## ENTRIES PROVIDED
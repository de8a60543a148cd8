//! Space heating sub-model.
//!
//! All thermal zones are planned together through the learned state-space
//! dynamics `T[k+1] = Ax T[k] + Au p[k+1] + Aw w[k+1]`. The comfort
//! objective combines an occupancy-weighted quadratic deviation from the
//! preferred setpoints with a heavily weighted worst-case (infinity-norm)
//! term, so no single zone is sacrificed for the average. Heater powers
//! share a fixed electrical budget and are rate limited between steps.
//! Critical action is the minimum allowed setpoint.

use crate::core_api::CoreApi;
use crate::devices::{DeviceModel, Formulation, PlannedSeries, Signal};
use crate::domain::{Device, DeviceKind, DeviceParams, Horizon, SpaceHeatingParams, ThermalModel};
use crate::error::ControlError;
use crate::planner::objective::{deviation, quadratic_penalty, weighted_max_abs};
use crate::thermal::store::space_heating_zones;
use good_lp::{constraint, variable, Expression, ProblemVariables};
use tracing::warn;

pub const SETPOINT_PREFERENCES: &str = "setpoint-preferences";
pub const OCCUPANCY_PREFERENCES: &str = "occupancy-preferences";

/// Temperature deviation normalization, degrees.
const NORM_FACTOR_C: f64 = 10.0;
/// Weight of the worst-case deviation term relative to the quadratic sum.
const PEAK_WEIGHT: f64 = 100.0;
/// Total electrical budget shared by all zone heaters, kW.
const HEATER_BUDGET_KW: f64 = 16.0;
/// Maximum heater power change between consecutive steps, kW.
const RAMP_LIMIT_KW: f64 = 2.0;

struct Zone {
    device: Device,
    params: SpaceHeatingParams,
    initial_temperature_c: f64,
    setpoints_c: Vec<f64>,
    occupancy: Vec<f64>,
}

pub struct SpaceHeatingModel {
    zones: Vec<Zone>,
    thermal: ThermalModel,
    /// Disturbance channels on the horizon grid, D x N.
    disturbances: Vec<Vec<f64>>,
}

impl SpaceHeatingModel {
    pub async fn retrieve(
        api: &dyn CoreApi,
        devices: &[Device],
        horizon: &Horizon,
        thermal: &ThermalModel,
    ) -> Result<Option<Self>, ControlError> {
        let ordered = space_heating_zones(devices);
        if ordered.is_empty() {
            return Ok(None);
        }
        if thermal.zones() != ordered.len() {
            return Err(ControlError::ModelLoadFailed(format!(
                "thermal model covers {} zones but inventory has {}",
                thermal.zones(),
                ordered.len()
            )));
        }
        if thermal.heater_inputs() != ordered.len() {
            return Err(ControlError::ModelLoadFailed(format!(
                "thermal model has {} heater inputs for {} zones",
                thermal.heater_inputs(),
                ordered.len()
            )));
        }

        let mut zones = Vec::with_capacity(ordered.len());
        for device in &ordered {
            let params = match &device.params {
                DeviceParams::SpaceHeating(p) => p.clone(),
                _ => unreachable!("filtered on kind"),
            };
            let initial_temperature_c = api.device_state(&device.entity_id, None).await?;
            let setpoints_c = api
                .preferences(
                    SETPOINT_PREFERENCES,
                    &device.entity_id,
                    horizon.start,
                    horizon.stop,
                )
                .await?
                .dense(horizon, "setpoint preferences")?;
            let occupancy = api
                .preferences(
                    OCCUPANCY_PREFERENCES,
                    &device.entity_id,
                    horizon.start,
                    horizon.stop,
                )
                .await?
                .dense(horizon, "occupancy preferences")?;
            zones.push(Zone {
                device: device.clone(),
                params,
                initial_temperature_c,
                setpoints_c,
                occupancy,
            });
        }

        // Disturbance channels: outdoor temperature first, irradiance
        // second when the model was learned with two channels.
        let channels = thermal.disturbance_channels();
        if channels > 2 {
            return Err(ControlError::ModelLoadFailed(format!(
                "thermal model expects {channels} disturbance channels, at most 2 supported"
            )));
        }
        let mut disturbances = Vec::with_capacity(channels);
        let temperature = api
            .weather(
                crate::core_api::WeatherScope::Forecast,
                "temperature",
                horizon.start,
                horizon.stop,
            )
            .await?
            .dense(horizon, "temperature forecast")?;
        disturbances.push(temperature);
        if channels == 2 {
            let irradiance = api
                .weather(
                    crate::core_api::WeatherScope::Forecast,
                    "irradiance",
                    horizon.start,
                    horizon.stop,
                )
                .await?
                .dense(horizon, "irradiance forecast")?;
            disturbances.push(irradiance);
        }

        Ok(Some(Self {
            zones,
            thermal: thermal.clone(),
            disturbances,
        }))
    }
}

impl DeviceModel for SpaceHeatingModel {
    fn kind(&self) -> DeviceKind {
        DeviceKind::SpaceHeating
    }

    fn formulate(
        &self,
        horizon: &Horizon,
        vars: &mut ProblemVariables,
    ) -> Result<Formulation, ControlError> {
        let n = horizon.steps();
        let z_count = self.zones.len();
        let per_heater_cap = HEATER_BUDGET_KW / z_count as f64;

        let mut constraints = Vec::new();

        // Zone temperatures are free-signed states; heater powers share
        // the electrical budget equally.
        let temperatures: Vec<Vec<good_lp::Variable>> = (0..z_count)
            .map(|_| vars.add_vector(variable(), n))
            .collect();
        let heaters: Vec<Vec<good_lp::Variable>> = (0..z_count)
            .map(|_| vars.add_vector(variable().min(0.0).max(per_heater_cap), n))
            .collect();

        for (z, zone) in self.zones.iter().enumerate() {
            let mut t_min = zone.params.min_setpoint_c;
            let mut t_max = zone.params.max_setpoint_c;
            if zone.initial_temperature_c < t_min {
                warn!(entity_id = %zone.device.entity_id, initial = zone.initial_temperature_c,
                      min = t_min, "initial zone temperature below minimum setpoint, relaxing to 0");
                t_min = 0.0;
            }
            if zone.initial_temperature_c > t_max {
                warn!(entity_id = %zone.device.entity_id, initial = zone.initial_temperature_c,
                      max = t_max, "initial zone temperature above maximum setpoint, relaxing to 30");
                t_max = 30.0;
            }

            constraints.push(constraint!(
                temperatures[z][0] == zone.initial_temperature_c
            ));
            for k in 0..n {
                constraints.push(constraint!(temperatures[z][k] >= t_min));
                constraints.push(constraint!(temperatures[z][k] <= t_max));
            }
            for k in 1..n {
                constraints.push(constraint!(
                    heaters[z][k] - heaters[z][k - 1] <= RAMP_LIMIT_KW
                ));
                constraints.push(constraint!(
                    heaters[z][k - 1] - heaters[z][k] <= RAMP_LIMIT_KW
                ));
            }
        }

        // Thermal balance, vectorized over zones.
        for k in 1..n {
            for z in 0..z_count {
                let mut rhs = Expression::from_other_affine(0.0);
                for j in 0..z_count {
                    rhs += self.thermal.ax[z][j] * temperatures[j][k - 1];
                    rhs += self.thermal.au[z][j] * heaters[j][k];
                }
                for (c, channel) in self.disturbances.iter().enumerate() {
                    rhs += Expression::from_other_affine(self.thermal.aw[z][c] * channel[k]);
                }
                constraints.push(constraint!(temperatures[z][k] == rhs));
            }
        }

        // Comfort: occupancy-weighted quadratic deviation plus a worst
        // case term across zones and steps.
        let mut comfort = Expression::from_other_affine(0.0);
        let mut peak_terms = Vec::new();
        for (z, zone) in self.zones.iter().enumerate() {
            let priority = zone.device.priority as f64;
            let t_min = zone.params.min_setpoint_c.min(zone.initial_temperature_c);
            let t_max = zone.params.max_setpoint_c.max(zone.initial_temperature_c);
            for k in 0..n {
                let weight = priority * zone.occupancy[k];
                if weight <= 0.0 {
                    continue;
                }
                let target = zone.setpoints_c[k];
                let radius =
                    ((target - t_min).abs()).max((target - t_max).abs()) / NORM_FACTOR_C;
                let error = deviation(target, temperatures[z][k], NORM_FACTOR_C);
                comfort +=
                    quadratic_penalty(vars, &mut constraints, error.clone(), radius, weight);
                peak_terms.push((weight, error));
            }
        }
        comfort += PEAK_WEIGHT * weighted_max_abs(vars, &mut constraints, &peak_terms);

        let dispatch_kw: Vec<Expression> = (0..n)
            .map(|k| {
                let mut total = Expression::from_other_affine(0.0);
                for heater in &heaters {
                    total += Expression::from(heater[k]);
                }
                total
            })
            .collect();

        let mut series = Vec::new();
        for (z, zone) in self.zones.iter().enumerate() {
            // The planned temperature trajectory doubles as the commanded
            // thermostat setpoint; flagged for review downstream.
            series.push(PlannedSeries {
                entity_id: zone.device.entity_id.clone(),
                kind: DeviceKind::SpaceHeating,
                signal: Signal::SetpointC,
                is_control: true,
                steps: (0..n)
                    .map(|k| Expression::from(temperatures[z][k]))
                    .collect(),
            });
            series.push(PlannedSeries {
                entity_id: zone.device.entity_id.clone(),
                kind: DeviceKind::SpaceHeating,
                signal: Signal::PowerW,
                is_control: false,
                steps: (0..n).map(|k| 1000.0 * heaters[z][k]).collect(),
            });
        }

        Ok(Formulation {
            comfort,
            constraints,
            dispatch_kw,
            series,
            guards: Vec::new(),
            has_binaries: false,
        })
    }
}

#[cfg(test)]
mod tests {
    use super::*;
    use chrono::{Duration, TimeZone, Utc};

    fn zone(entity_id: &str, priority: i64, n: usize) -> Zone {
        let device: Device = serde_json::from_value(serde_json::json!({
            "entity_id": entity_id,
            "kind": "space_heating",
            "priority": priority
        }))
        .unwrap();
        let params = match &device.params {
            DeviceParams::SpaceHeating(p) => p.clone(),
            _ => unreachable!(),
        };
        Zone {
            device,
            params,
            initial_temperature_c: 20.0,
            setpoints_c: vec![21.0; n],
            occupancy: vec![1.0; n],
        }
    }

    fn horizon(steps: i64) -> Horizon {
        let start = Utc.with_ymd_and_hms(2025, 5, 26, 19, 0, 0).unwrap();
        Horizon::new(start, start + Duration::minutes(10 * steps), 10).unwrap()
    }

    fn model(n: usize) -> SpaceHeatingModel {
        SpaceHeatingModel {
            zones: vec![zone("tz_living", 5, n), zone("tz_bedroom", 3, n)],
            thermal: ThermalModel {
                ax: vec![vec![0.9, 0.05], vec![0.05, 0.9]],
                au: vec![vec![0.5, 0.0], vec![0.0, 0.5]],
                aw: vec![vec![0.02], vec![0.02]],
                learned_at: Utc::now(),
            },
            disturbances: vec![vec![-5.0; n]],
        }
    }

    #[test]
    fn formulation_emits_setpoint_controls_per_zone() {
        let m = model(4);
        let mut vars = ProblemVariables::new();
        let f = m.formulate(&horizon(4), &mut vars).unwrap();
        assert_eq!(f.dispatch_kw.len(), 4);
        let controls: Vec<_> = f.series.iter().filter(|s| s.is_control).collect();
        assert_eq!(controls.len(), 2);
        assert!(controls.iter().all(|s| s.signal == Signal::SetpointC));
        assert!(!f.has_binaries);
    }

    #[test]
    fn unoccupied_steps_carry_no_comfort_weight() {
        let mut m = model(3);
        for zone in &mut m.zones {
            zone.occupancy = vec![0.0; 3];
        }
        let mut vars = ProblemVariables::new();
        // All weights zero: the formulation still builds, with comfort
        // reduced to the (empty) peak term.
        m.formulate(&horizon(3), &mut vars).unwrap();
    }
}
//! Request dispatcher.
//!
//! Owns the mutable control state of the process: the single outstanding
//! planner job and the single real-time limiter instance. A planning
//! request replaces both; an empty request stops the limiter. Lifecycle
//! signals are explicit (watch channels and task handles), never ambient
//! globals.

use crate::bus::{Acker, Notifier, PlanningParams, PlanningRequest};
use crate::config::AppConfig;
use crate::core_api::CoreApi;
use crate::devices::EnabledKinds;
use crate::domain::{DispatchSchedule, Horizon};
use crate::error::ControlError;
use crate::planner;
use crate::rtl::{self, RtlHandle, RtlPhase, RtlSettings};
use crate::repo::ResultsSink;
use crate::thermal::store::ThermalStore;
use chrono::Utc;
use std::collections::hash_map::DefaultHasher;
use std::hash::{Hash, Hasher};
use std::sync::Arc;
use tokio::sync::Mutex;
use tokio::task::JoinHandle;
use tracing::{error, info, warn};

struct ControlState {
    rtl: Option<RtlHandle>,
    planner_job: Option<JoinHandle<()>>,
}

pub struct Dispatcher {
    api: Arc<dyn CoreApi>,
    sink: Arc<dyn ResultsSink>,
    acker: Arc<dyn Acker>,
    notifier: Arc<dyn Notifier>,
    thermal: Arc<ThermalStore>,
    cfg: AppConfig,
    state: Mutex<ControlState>,
}

impl Dispatcher {
    pub fn new(
        api: Arc<dyn CoreApi>,
        sink: Arc<dyn ResultsSink>,
        acker: Arc<dyn Acker>,
        notifier: Arc<dyn Notifier>,
        cfg: AppConfig,
    ) -> Self {
        let thermal = Arc::new(ThermalStore::new(
            cfg.thermal_model_path.clone(),
            cfg.thermal_ttl(),
        ));
        Self {
            api,
            sink,
            acker,
            notifier,
            thermal,
            cfg,
            state: Mutex::new(ControlState {
                rtl: None,
                planner_job: None,
            }),
        }
    }

    /// Handle one bus request. The returned bool is the admission ack:
    /// whether the request was valid and its jobs were scheduled. Later
    /// planner-cycle failures surface as a separate negative ack.
    pub async fn handle_request(self: Arc<Self>, request: PlanningRequest) -> bool {
        let Some(params) = request.params else {
            info!("empty planning request, stopping real-time limiter");
            self.stop_rtl().await;
            return true;
        };

        let horizon = match Horizon::new(params.start, params.stop, params.interval) {
            Ok(h) => h,
            Err(e) => {
                error!(kind = e.kind(), error = %e, "rejecting planning request");
                return false;
            }
        };
        info!(
            start = %params.start,
            stop = %params.stop,
            interval_minutes = params.interval,
            "planning request accepted"
        );

        let mut state = self.state.lock().await;
        if let Some(job) = state.planner_job.take() {
            info!("cancelling outstanding planner job");
            job.abort();
        }
        state.planner_job = Some(Self::spawn_planner_job(
            Arc::clone(&self),
            horizon,
            params.clone(),
        ));
        drop(state);

        // Limiter restart drains the previous instance first; a failed
        // start is reported but never blocks the planner.
        self.restart_rtl(&params).await;
        true
    }

    pub async fn rtl_phase(&self) -> RtlPhase {
        let state = self.state.lock().await;
        state
            .rtl
            .as_ref()
            .map(|h| h.phase())
            .unwrap_or(RtlPhase::Stopped)
    }

    async fn stop_rtl(&self) {
        let handle = self.state.lock().await.rtl.take();
        match handle {
            Some(handle) => {
                handle.stop(2 * self.cfg.tick_period()).await;
                info!("real-time limiter drained to stopped");
            }
            None => info!("no real-time limiter to stop"),
        }
    }

    async fn restart_rtl(&self, params: &PlanningParams) {
        self.stop_rtl().await;
        let enabled = enabled_kinds(params);
        match self.api.devices().await {
            Ok(inventory) => {
                let devices: Vec<_> = inventory
                    .into_iter()
                    .filter(|d| enabled.allows(d.kind()))
                    .collect();
                let handle = rtl::spawn(
                    self.api.clone(),
                    self.notifier.clone(),
                    RtlSettings::from_config(&self.cfg),
                    devices,
                    params.power_limit.clone(),
                    params.start,
                );
                self.state.lock().await.rtl = Some(handle);
            }
            Err(e) => {
                warn!(error = %e, "real-time limiter start failed, planner continues");
            }
        }
    }

    fn spawn_planner_job(
        dispatcher: Arc<Self>,
        horizon: Horizon,
        params: PlanningParams,
    ) -> JoinHandle<()> {
        tokio::spawn(async move {
            // Run ahead of the horizon start so the schedule is in place
            // when it begins; immediately when the start is past.
            let run_at = params.start - dispatcher.cfg.planner_lead();
            let wait = (run_at - Utc::now()).to_std().unwrap_or_default();
            tokio::time::sleep(wait).await;

            match dispatcher.run_cycle(&horizon, &params).await {
                Ok(schedule) => {
                    info!(schedule_id = %schedule.id, "planning cycle complete");
                }
                Err(e) => {
                    error!(
                        kind = e.kind(),
                        error = %e,
                        inputs_hash = format!("{:016x}", inputs_hash(&params)),
                        "planning cycle failed, prior schedule left in place"
                    );
                    dispatcher
                        .acker
                        .ack(false, &format!("planning cycle failed: {}", e.kind()))
                        .await;
                }
            }
        })
    }

    async fn run_cycle(
        &self,
        horizon: &Horizon,
        params: &PlanningParams,
    ) -> Result<DispatchSchedule, ControlError> {
        let enabled = enabled_kinds(params);
        let thermal = if enabled.space_heating {
            Some(
                self.thermal
                    .validate_or_learn(
                        self.api.as_ref(),
                        chrono::Duration::days(self.cfg.thermal_lookback_days),
                        Utc::now(),
                    )
                    .await,
            )
        } else {
            None
        };

        let built = planner::build(
            self.api.as_ref(),
            horizon,
            &params.price_profile,
            &params.power_limit,
            &enabled,
            thermal.as_ref(),
        )
        .await?;

        // The solver may block for seconds; keep it off the async
        // workers so the limiter's tick period stays bounded.
        let outcome = tokio::task::spawn_blocking(move || planner::solve(built))
            .await
            .map_err(|e| ControlError::SolverError(format!("solver worker failed: {e}")))??;

        planner::publish(
            &outcome,
            self.api.as_ref(),
            self.sink.as_ref(),
            self.cfg.mpc_priority,
        )
        .await
    }
}

fn enabled_kinds(params: &PlanningParams) -> EnabledKinds {
    EnabledKinds {
        space_heating: params.space_heating,
        electric_storage: params.electric_storage,
        electric_vehicle: params.electric_vehicle,
        water_heater: params.water_heater,
    }
}

/// Stable hash of the request inputs, logged with solver failures.
fn inputs_hash(params: &PlanningParams) -> u64 {
    let mut hasher = DefaultHasher::new();
    serde_json::to_string(params)
        .unwrap_or_default()
        .hash(&mut hasher);
    hasher.finish()
}

#[cfg(test)]
mod tests {
    use super::*;
    use crate::domain::{Device, TimeSeries};
    use async_trait::async_trait;
    use chrono::{DateTime, Duration as ChronoDuration, Utc};
    use std::sync::Mutex as StdMutex;

    struct FakeApi {
        devices: Vec<Device>,
    }

    #[async_trait]
    impl CoreApi for FakeApi {
        async fn devices(&self) -> Result<Vec<Device>, ControlError> {
            Ok(self.devices.clone())
        }
        async fn device_state(&self, _: &str, _: Option<&str>) -> Result<f64, ControlError> {
            Ok(55.0)
        }
        async fn building_consumption(&self) -> Result<f64, ControlError> {
            Ok(1.0)
        }
        async fn preferences(
            &self,
            _: &str,
            _: &str,
            _: DateTime<Utc>,
            _: DateTime<Utc>,
        ) -> Result<TimeSeries, ControlError> {
            Err(ControlError::DataUnavailable("not stubbed".into()))
        }
        async fn historic(
            &self,
            _: &str,
            _: DateTime<Utc>,
            _: DateTime<Utc>,
            _: Option<&str>,
        ) -> Result<TimeSeries, ControlError> {
            Err(ControlError::DataUnavailable("not stubbed".into()))
        }
        async fn weather(
            &self,
            _: crate::core_api::WeatherScope,
            _: &str,
            _: DateTime<Utc>,
            _: DateTime<Utc>,
        ) -> Result<TimeSeries, ControlError> {
            Err(ControlError::DataUnavailable("not stubbed".into()))
        }
        async fn non_controllable_forecast(
            &self,
            _: &str,
            _: DateTime<Utc>,
            _: DateTime<Utc>,
        ) -> Result<TimeSeries, ControlError> {
            Err(ControlError::DataUnavailable("forecast down".into()))
        }
        async fn post_setpoint(&self, _: &str, _: f64) -> Result<(), ControlError> {
            Ok(())
        }
        async fn post_schedule(&self, _: i64, _: &serde_json::Value) -> Result<(), ControlError> {
            Ok(())
        }
    }

    struct RecordingAcker {
        acks: StdMutex<Vec<(bool, String)>>,
    }

    #[async_trait]
    impl Acker for RecordingAcker {
        async fn ack(&self, ok: bool, detail: &str) {
            self.acks.lock().unwrap().push((ok, detail.to_string()));
        }
    }

    fn dispatcher(tempdir: &tempfile::TempDir) -> (Arc<Dispatcher>, Arc<RecordingAcker>) {
        let device: Device = serde_json::from_value(serde_json::json!({
            "entity_id": "water_heater_1",
            "kind": "water_heater",
            "priority": 1
        }))
        .unwrap();
        let acker = Arc::new(RecordingAcker {
            acks: StdMutex::new(Vec::new()),
        });
        let cfg = AppConfig {
            thermal_model_path: tempdir.path().join("latest.json"),
            ..AppConfig::default()
        };
        let dispatcher = Arc::new(Dispatcher::new(
            Arc::new(FakeApi {
                devices: vec![device],
            }),
            Arc::new(crate::repo::LogResultsSink),
            acker.clone(),
            Arc::new(crate::bus::LogNotifier),
            cfg,
        ));
        (dispatcher, acker)
    }

    fn request(start: DateTime<Utc>, minutes: i64) -> PlanningRequest {
        let stop = start + ChronoDuration::minutes(minutes);
        let grid: Vec<_> = (0..minutes / 10)
            .map(|k| start + ChronoDuration::minutes(10 * k))
            .collect();
        PlanningRequest {
            params: Some(PlanningParams {
                start,
                stop,
                interval: 10,
                price_profile: TimeSeries::from_points(grid.iter().map(|ts| (*ts, 0.1))),
                power_limit: TimeSeries::from_points(grid.iter().map(|ts| (*ts, 10.0))),
                space_heating: false,
                electric_storage: false,
                electric_vehicle: false,
                water_heater: true,
            }),
        }
    }

    #[tokio::test(start_paused = true)]
    async fn empty_request_without_limiter_acks_true() {
        let dir = tempfile::tempdir().unwrap();
        let (dispatcher, _) = dispatcher(&dir);
        assert!(dispatcher.clone().handle_request(PlanningRequest::default()).await);
    }

    #[tokio::test(start_paused = true)]
    async fn invalid_horizon_is_rejected_without_state_changes() {
        let dir = tempfile::tempdir().unwrap();
        let (dispatcher, _) = dispatcher(&dir);
        let start = Utc::now();
        let mut bad = request(start, 20);
        bad.params.as_mut().unwrap().interval = 7; // does not divide 20
        assert!(!dispatcher.clone().handle_request(bad).await);
        assert_eq!(dispatcher.rtl_phase().await, RtlPhase::Stopped);
    }

    #[tokio::test(start_paused = true)]
    async fn valid_request_starts_limiter_and_empty_request_stops_it() {
        let dir = tempfile::tempdir().unwrap();
        let (dispatcher, _) = dispatcher(&dir);
        let start = Utc::now();
        assert!(dispatcher.clone().handle_request(request(start, 20)).await);

        // Let the limiter task activate.
        tokio::task::yield_now().await;
        tokio::time::advance(std::time::Duration::from_millis(50)).await;
        tokio::task::yield_now().await;
        assert_eq!(dispatcher.rtl_phase().await, RtlPhase::Running);

        assert!(dispatcher.clone().handle_request(PlanningRequest::default()).await);
        assert_eq!(dispatcher.rtl_phase().await, RtlPhase::Stopped);
    }

    #[tokio::test(start_paused = true)]
    async fn failed_cycle_publishes_negative_ack() {
        let dir = tempfile::tempdir().unwrap();
        let (dispatcher, acker) = dispatcher(&dir);
        // Start in the past: the planner job runs immediately and fails
        // on the unavailable forecast.
        let start = Utc::now() - ChronoDuration::minutes(30);
        assert!(dispatcher.clone().handle_request(request(start, 20)).await);

        // Drain the spawned job.
        for _ in 0..10 {
            tokio::task::yield_now().await;
            tokio::time::advance(std::time::Duration::from_millis(100)).await;
        }
        let acks = acker.acks.lock().unwrap().clone();
        assert!(acks
            .iter()
            .any(|(ok, detail)| !ok && detail.contains("DATA_UNAVAILABLE")));
    }
}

## EXERCISE BRIEF
Output exactly the span of lines beginning at the first line of the records and ending at the line that holds "Au p[k+1] +", inclusive, with no other text.

## OUTPUT OF THE EXERCISE
repository de8a60543a148cd8
//! Space heating sub-model.
//!
//! All thermal zones are planned together through the learned state-space
//! dynamics `T[k+1] = Ax T[k] + Au p[k+1] + Aw w[k+1]`. The comfort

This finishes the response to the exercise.